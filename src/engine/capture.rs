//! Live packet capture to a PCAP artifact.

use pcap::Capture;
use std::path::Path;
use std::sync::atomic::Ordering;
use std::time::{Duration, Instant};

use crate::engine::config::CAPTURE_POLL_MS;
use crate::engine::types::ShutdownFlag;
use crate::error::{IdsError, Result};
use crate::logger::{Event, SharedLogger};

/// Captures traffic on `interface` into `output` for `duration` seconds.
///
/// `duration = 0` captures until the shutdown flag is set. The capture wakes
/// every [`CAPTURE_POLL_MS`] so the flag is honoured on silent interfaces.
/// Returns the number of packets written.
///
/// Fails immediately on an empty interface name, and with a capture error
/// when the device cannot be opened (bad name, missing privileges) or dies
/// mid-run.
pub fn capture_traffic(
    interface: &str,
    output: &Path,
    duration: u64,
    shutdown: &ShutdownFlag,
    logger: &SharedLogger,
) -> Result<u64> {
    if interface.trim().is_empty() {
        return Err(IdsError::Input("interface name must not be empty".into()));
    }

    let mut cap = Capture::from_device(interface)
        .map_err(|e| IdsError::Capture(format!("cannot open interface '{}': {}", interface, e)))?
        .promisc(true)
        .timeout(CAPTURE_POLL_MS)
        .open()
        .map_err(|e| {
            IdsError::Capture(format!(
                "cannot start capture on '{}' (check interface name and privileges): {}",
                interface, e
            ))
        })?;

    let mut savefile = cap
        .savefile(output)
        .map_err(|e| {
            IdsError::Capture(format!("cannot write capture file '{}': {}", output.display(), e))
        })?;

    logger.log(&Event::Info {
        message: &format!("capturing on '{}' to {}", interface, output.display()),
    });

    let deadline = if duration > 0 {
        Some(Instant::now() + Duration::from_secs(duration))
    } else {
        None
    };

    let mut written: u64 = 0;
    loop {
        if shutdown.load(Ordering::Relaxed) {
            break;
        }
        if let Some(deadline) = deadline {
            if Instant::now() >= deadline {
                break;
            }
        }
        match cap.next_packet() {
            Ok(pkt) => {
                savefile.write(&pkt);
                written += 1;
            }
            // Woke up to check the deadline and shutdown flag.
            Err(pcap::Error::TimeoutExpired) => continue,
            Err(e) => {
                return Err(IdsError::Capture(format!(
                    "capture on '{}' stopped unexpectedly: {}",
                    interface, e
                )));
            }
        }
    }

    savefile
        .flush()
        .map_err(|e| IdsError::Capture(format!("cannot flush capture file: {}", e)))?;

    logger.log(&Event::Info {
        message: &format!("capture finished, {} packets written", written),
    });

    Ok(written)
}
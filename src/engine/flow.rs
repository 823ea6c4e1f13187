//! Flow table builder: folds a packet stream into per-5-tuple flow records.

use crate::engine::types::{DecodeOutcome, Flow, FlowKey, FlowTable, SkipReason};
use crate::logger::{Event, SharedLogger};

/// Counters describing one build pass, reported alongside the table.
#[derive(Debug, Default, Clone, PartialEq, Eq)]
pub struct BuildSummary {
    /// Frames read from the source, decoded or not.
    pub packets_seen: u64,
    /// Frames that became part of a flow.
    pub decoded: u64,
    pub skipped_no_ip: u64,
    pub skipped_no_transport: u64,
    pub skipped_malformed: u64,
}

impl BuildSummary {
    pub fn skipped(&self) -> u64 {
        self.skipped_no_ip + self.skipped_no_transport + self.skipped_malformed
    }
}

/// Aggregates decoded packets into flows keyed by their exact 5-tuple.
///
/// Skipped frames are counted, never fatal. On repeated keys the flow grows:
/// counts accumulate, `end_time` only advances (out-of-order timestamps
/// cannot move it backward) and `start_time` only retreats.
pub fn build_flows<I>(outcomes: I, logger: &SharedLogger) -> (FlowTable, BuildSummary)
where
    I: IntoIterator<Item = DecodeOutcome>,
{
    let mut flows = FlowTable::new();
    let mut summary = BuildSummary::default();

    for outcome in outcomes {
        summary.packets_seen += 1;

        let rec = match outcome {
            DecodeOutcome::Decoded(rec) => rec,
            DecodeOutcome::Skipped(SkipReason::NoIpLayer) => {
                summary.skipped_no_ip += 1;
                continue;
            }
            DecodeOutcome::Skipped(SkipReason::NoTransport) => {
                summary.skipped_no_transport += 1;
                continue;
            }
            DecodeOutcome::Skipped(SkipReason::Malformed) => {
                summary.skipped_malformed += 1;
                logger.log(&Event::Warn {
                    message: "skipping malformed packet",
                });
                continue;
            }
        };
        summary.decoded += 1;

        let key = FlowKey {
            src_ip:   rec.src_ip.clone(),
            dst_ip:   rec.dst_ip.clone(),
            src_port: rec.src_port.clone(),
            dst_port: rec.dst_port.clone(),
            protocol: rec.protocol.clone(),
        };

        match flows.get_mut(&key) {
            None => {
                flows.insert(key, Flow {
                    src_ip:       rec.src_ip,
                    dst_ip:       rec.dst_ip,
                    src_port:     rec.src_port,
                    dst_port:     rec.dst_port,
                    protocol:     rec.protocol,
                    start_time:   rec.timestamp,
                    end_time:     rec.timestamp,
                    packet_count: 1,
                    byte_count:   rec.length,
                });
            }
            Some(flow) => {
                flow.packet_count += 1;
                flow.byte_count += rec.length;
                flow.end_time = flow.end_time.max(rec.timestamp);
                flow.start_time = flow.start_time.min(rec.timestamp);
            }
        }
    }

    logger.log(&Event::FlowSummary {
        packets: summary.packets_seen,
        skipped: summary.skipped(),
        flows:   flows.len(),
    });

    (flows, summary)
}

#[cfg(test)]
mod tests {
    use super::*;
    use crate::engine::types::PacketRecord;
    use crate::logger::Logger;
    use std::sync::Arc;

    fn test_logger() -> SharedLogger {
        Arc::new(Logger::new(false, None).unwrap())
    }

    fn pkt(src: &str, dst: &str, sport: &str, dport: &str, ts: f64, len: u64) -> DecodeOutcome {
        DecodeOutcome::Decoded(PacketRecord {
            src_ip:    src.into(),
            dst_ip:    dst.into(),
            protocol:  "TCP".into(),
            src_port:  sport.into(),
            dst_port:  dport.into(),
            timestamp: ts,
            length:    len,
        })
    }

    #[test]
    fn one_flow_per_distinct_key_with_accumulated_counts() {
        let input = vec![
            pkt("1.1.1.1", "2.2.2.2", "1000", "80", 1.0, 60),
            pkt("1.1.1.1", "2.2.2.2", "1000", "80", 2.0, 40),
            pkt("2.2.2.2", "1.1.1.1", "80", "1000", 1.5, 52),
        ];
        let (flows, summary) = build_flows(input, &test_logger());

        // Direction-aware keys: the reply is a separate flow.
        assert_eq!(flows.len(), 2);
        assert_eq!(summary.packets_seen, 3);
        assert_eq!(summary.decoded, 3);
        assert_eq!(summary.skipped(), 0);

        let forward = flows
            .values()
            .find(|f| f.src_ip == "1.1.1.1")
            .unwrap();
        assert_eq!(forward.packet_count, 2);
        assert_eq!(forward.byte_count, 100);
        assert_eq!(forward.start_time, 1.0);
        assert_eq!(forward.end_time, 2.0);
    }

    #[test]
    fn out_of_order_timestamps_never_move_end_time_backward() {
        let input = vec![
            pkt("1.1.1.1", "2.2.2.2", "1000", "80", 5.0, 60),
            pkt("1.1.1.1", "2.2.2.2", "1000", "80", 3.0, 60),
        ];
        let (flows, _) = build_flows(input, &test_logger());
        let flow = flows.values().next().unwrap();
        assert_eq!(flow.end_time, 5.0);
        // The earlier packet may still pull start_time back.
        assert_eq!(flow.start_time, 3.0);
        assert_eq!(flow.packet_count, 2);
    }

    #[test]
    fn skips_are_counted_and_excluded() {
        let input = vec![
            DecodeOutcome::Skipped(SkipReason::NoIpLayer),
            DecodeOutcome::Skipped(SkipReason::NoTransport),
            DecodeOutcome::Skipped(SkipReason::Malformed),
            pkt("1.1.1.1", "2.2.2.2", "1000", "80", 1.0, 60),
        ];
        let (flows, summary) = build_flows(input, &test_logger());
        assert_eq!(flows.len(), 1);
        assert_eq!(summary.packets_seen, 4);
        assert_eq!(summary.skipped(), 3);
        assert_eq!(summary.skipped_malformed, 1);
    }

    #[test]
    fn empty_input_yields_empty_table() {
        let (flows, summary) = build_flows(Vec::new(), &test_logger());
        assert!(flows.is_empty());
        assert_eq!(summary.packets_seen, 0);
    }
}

→ WHAT YOU WILL DO:
Referring to the material above, set down exactly the lines between the line with "let mut savefile = cap" and the line with "savefile.write(&pkt);", inclusive, and no other lines.

→ THE ANSWER:
    let mut savefile = cap
        .savefile(output)
        .map_err(|e| {
            IdsError::Capture(format!("cannot write capture file '{}': {}", output.display(), e))
        })?;

    logger.log(&Event::Info {
        message: &format!("capturing on '{}' to {}", interface, output.display()),
    });

    let deadline = if duration > 0 {
        Some(Instant::now() + Duration::from_secs(duration))
    } else {
        None
    };

    let mut written: u64 = 0;
    loop {
        if shutdown.load(Ordering::Relaxed) {
            break;
        }
        if let Some(deadline) = deadline {
            if Instant::now() >= deadline {
                break;
            }
        }
        match cap.next_packet() {
            Ok(pkt) => {
                savefile.write(&pkt);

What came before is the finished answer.